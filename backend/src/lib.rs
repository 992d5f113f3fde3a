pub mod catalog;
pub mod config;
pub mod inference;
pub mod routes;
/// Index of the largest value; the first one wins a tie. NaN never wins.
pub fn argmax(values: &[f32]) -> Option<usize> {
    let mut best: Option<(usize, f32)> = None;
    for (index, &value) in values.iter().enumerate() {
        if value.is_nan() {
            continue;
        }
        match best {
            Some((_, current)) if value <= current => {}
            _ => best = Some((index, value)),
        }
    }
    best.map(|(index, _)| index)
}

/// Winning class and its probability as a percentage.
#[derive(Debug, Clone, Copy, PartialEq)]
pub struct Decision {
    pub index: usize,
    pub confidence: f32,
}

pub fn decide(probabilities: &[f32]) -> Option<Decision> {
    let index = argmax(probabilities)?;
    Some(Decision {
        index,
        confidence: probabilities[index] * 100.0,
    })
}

● ● ● ● ●

# Aim of the task
Output each record precisely as given.

# Answer below
filename backend/src/lib.rs
repository 992d5f113f3fde3a
pub mod catalog;
pub mod config;
pub mod inference;
pub mod routes;
/// Index of the largest value; the first one wins a tie. NaN never wins.
pub fn argmax(values: &[f32]) -> Option<usize> {
    let mut best: Option<(usize, f32)> = None;
    for (index, &value) in values.iter().enumerate() {
        if value.is_nan() {
            continue;
        }
        match best {
            Some((_, current)) if value <= current => {}
            _ => best = Some((index, value)),
        }
    }
    best.map(|(index, _)| index)
}

/// Winning class and its probability as a percentage.
#[derive(Debug, Clone, Copy, PartialEq)]
pub struct Decision {
    pub index: usize,
    pub confidence: f32,
}

pub fn decide(probabilities: &[f32]) -> Option<Decision> {
    let index = argmax(probabilities)?;
    Some(Decision {
        index,
        confidence: probabilities[index] * 100.0,
    })
}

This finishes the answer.